Pull every line containing the word "FieldKind" from the records.

Data section section start

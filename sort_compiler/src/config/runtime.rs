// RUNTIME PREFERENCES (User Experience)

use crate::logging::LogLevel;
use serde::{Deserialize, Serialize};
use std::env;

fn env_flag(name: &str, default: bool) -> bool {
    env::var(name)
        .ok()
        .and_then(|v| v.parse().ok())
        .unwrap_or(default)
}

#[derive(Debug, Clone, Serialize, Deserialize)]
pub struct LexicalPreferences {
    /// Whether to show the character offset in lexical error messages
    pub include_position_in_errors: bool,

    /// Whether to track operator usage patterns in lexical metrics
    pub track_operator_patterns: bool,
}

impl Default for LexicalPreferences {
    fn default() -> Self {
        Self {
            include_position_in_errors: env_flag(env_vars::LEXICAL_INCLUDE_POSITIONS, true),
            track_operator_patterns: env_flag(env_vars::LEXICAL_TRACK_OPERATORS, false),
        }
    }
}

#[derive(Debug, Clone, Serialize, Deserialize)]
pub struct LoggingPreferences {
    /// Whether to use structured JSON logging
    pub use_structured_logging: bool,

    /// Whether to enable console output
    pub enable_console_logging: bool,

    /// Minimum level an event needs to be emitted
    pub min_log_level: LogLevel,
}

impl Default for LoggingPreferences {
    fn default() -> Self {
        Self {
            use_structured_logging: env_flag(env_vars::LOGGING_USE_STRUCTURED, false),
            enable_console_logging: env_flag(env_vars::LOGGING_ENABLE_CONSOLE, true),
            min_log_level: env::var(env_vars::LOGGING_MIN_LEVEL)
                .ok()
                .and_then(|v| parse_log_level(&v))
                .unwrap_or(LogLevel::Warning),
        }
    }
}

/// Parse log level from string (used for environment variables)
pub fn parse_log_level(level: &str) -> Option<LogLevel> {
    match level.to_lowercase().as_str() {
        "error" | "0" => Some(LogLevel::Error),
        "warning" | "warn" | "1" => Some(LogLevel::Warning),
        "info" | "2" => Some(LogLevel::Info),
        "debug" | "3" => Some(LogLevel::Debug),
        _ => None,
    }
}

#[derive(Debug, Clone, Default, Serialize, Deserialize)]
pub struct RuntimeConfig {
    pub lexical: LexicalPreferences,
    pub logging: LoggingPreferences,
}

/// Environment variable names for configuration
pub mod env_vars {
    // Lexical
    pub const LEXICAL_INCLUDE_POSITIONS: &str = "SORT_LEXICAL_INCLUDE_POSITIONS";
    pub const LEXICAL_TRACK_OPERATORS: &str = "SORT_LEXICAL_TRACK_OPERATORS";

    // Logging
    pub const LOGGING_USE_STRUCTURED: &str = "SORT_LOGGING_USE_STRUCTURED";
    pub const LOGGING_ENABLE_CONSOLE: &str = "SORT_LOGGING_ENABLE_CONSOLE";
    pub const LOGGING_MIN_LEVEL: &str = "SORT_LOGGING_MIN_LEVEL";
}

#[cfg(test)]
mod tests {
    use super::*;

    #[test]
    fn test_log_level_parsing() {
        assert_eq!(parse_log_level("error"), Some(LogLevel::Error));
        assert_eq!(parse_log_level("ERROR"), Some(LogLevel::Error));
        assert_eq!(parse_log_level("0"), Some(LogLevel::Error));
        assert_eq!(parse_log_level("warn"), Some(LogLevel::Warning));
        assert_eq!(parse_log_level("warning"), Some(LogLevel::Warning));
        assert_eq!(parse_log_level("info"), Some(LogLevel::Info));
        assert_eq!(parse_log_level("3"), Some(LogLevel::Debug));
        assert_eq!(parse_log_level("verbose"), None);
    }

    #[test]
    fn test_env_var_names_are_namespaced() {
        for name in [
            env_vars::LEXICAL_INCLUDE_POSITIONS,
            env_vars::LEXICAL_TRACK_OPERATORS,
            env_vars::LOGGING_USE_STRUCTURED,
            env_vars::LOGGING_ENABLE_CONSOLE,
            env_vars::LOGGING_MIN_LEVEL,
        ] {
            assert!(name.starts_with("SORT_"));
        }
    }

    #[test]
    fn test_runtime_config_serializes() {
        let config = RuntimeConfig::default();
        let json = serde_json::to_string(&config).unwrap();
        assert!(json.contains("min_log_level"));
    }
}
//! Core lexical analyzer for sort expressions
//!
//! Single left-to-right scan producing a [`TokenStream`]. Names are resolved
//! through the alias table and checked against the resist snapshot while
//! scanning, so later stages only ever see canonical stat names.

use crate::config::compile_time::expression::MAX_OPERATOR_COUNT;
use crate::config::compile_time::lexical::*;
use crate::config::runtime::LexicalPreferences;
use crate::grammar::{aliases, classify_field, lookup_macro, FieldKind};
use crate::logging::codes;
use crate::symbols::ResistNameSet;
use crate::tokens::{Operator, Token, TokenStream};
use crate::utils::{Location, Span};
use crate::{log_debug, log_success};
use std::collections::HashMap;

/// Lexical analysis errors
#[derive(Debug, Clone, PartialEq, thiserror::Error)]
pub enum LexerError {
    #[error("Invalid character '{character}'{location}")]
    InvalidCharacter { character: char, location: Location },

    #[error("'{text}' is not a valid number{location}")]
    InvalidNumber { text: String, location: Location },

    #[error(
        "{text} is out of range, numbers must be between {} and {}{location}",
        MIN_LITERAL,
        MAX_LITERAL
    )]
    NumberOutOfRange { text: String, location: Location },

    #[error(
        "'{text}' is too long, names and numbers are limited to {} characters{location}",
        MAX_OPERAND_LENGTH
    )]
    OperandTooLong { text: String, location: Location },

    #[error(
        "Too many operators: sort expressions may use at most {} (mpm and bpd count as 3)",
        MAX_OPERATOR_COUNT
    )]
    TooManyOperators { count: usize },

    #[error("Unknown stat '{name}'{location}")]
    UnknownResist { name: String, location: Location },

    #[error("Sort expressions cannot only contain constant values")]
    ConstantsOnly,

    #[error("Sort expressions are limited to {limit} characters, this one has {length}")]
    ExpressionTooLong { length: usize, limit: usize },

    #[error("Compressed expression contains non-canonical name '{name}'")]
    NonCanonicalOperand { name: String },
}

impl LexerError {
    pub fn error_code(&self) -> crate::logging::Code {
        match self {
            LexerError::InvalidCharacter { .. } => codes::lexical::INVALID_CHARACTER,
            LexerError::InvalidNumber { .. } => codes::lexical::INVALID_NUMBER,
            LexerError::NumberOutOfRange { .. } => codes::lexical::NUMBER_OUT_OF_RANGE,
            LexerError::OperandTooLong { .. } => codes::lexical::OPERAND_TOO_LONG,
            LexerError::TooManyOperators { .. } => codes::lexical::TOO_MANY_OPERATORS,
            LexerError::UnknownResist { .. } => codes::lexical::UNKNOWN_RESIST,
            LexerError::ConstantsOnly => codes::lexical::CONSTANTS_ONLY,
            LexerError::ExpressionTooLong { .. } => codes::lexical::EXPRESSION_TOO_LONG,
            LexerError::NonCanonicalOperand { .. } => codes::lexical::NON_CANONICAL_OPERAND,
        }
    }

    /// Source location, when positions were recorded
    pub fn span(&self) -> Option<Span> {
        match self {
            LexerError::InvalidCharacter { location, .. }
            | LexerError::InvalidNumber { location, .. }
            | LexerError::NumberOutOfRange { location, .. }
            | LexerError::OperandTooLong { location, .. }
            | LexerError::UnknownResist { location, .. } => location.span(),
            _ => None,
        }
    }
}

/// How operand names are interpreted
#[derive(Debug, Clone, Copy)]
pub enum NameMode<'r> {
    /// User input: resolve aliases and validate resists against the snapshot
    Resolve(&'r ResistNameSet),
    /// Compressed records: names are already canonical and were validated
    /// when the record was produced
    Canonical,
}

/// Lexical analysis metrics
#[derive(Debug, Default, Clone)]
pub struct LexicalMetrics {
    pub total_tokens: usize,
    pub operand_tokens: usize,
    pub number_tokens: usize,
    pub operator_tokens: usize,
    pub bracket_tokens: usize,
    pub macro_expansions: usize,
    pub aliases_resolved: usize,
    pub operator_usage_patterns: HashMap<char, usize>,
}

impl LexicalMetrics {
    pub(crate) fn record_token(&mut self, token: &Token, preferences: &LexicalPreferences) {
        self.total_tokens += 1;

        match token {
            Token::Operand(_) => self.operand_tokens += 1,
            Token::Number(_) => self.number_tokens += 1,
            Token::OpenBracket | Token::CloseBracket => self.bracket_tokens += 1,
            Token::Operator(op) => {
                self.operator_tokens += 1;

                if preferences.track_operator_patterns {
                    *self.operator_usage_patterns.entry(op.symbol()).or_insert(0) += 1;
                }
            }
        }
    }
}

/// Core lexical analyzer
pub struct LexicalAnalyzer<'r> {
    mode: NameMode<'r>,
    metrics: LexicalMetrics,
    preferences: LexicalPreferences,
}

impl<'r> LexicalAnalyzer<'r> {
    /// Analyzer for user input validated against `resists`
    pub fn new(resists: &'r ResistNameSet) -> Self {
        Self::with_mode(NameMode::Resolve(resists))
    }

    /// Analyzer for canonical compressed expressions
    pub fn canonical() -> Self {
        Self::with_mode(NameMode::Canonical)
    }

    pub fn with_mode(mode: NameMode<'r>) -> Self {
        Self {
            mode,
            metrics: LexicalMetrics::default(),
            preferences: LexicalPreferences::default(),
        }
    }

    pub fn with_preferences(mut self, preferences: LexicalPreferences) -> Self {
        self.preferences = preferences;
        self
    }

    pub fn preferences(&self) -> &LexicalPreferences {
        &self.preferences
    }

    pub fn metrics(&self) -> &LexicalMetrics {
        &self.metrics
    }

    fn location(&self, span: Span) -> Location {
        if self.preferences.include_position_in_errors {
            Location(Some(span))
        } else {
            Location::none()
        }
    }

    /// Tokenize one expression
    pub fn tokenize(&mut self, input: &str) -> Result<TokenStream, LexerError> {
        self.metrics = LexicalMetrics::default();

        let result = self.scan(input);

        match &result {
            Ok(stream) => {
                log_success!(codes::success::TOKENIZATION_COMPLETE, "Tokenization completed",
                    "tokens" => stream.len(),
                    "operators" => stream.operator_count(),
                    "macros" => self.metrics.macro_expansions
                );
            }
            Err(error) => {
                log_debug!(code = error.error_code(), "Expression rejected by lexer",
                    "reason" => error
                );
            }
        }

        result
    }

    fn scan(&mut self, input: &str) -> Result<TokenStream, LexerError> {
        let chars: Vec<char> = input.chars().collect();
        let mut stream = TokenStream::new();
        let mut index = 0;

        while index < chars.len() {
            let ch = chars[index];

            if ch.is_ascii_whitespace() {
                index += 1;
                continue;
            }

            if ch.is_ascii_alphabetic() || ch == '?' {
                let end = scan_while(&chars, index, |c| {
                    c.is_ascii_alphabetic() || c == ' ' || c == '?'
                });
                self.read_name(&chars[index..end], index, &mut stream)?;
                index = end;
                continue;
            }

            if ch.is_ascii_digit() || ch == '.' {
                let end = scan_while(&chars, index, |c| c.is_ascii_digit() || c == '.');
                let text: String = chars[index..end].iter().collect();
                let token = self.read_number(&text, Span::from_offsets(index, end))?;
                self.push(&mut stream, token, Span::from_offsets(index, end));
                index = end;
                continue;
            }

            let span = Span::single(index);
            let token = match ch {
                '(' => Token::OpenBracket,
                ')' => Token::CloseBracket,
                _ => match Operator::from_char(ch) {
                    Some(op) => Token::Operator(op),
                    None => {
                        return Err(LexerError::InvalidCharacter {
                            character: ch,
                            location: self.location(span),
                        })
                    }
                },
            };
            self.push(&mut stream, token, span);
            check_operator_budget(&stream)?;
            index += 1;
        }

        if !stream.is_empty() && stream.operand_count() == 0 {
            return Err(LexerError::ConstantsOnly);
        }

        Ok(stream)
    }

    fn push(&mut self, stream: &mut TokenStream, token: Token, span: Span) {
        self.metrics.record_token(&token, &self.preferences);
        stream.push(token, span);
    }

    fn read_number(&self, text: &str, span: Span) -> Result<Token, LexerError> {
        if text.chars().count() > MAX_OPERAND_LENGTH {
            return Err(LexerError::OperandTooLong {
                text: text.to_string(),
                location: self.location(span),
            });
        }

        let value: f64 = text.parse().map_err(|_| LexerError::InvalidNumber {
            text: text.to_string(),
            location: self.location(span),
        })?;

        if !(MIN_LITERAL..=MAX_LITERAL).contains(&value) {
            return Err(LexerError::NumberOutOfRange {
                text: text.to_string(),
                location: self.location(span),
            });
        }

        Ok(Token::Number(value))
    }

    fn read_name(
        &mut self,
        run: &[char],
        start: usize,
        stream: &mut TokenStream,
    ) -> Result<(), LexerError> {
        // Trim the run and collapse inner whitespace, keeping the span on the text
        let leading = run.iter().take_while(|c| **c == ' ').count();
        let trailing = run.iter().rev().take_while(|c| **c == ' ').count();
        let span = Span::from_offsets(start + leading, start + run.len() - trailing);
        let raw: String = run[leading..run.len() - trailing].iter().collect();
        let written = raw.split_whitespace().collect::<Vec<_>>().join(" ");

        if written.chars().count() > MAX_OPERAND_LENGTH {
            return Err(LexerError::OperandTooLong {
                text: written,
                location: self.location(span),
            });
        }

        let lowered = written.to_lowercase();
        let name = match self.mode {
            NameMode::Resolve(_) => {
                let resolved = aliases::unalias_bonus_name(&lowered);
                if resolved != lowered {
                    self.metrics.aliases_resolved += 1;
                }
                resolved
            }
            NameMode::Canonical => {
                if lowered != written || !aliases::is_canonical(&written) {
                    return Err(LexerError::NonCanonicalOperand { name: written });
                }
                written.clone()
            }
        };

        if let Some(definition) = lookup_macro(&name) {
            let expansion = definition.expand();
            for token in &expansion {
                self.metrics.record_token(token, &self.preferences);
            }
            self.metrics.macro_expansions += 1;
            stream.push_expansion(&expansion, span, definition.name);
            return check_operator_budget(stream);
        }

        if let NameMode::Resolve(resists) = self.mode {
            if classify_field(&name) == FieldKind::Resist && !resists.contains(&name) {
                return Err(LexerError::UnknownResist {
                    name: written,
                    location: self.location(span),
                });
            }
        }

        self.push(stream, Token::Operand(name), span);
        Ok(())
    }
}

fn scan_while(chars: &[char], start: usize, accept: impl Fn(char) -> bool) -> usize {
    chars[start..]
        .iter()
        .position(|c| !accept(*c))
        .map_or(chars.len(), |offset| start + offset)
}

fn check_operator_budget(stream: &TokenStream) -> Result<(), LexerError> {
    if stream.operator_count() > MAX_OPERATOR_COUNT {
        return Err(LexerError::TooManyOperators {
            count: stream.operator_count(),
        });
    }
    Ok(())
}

Data section section end

## Reply to the task
use crate::grammar::{aliases, classify_field, lookup_macro, FieldKind};
            if classify_field(&name) == FieldKind::Resist && !resists.contains(&name) {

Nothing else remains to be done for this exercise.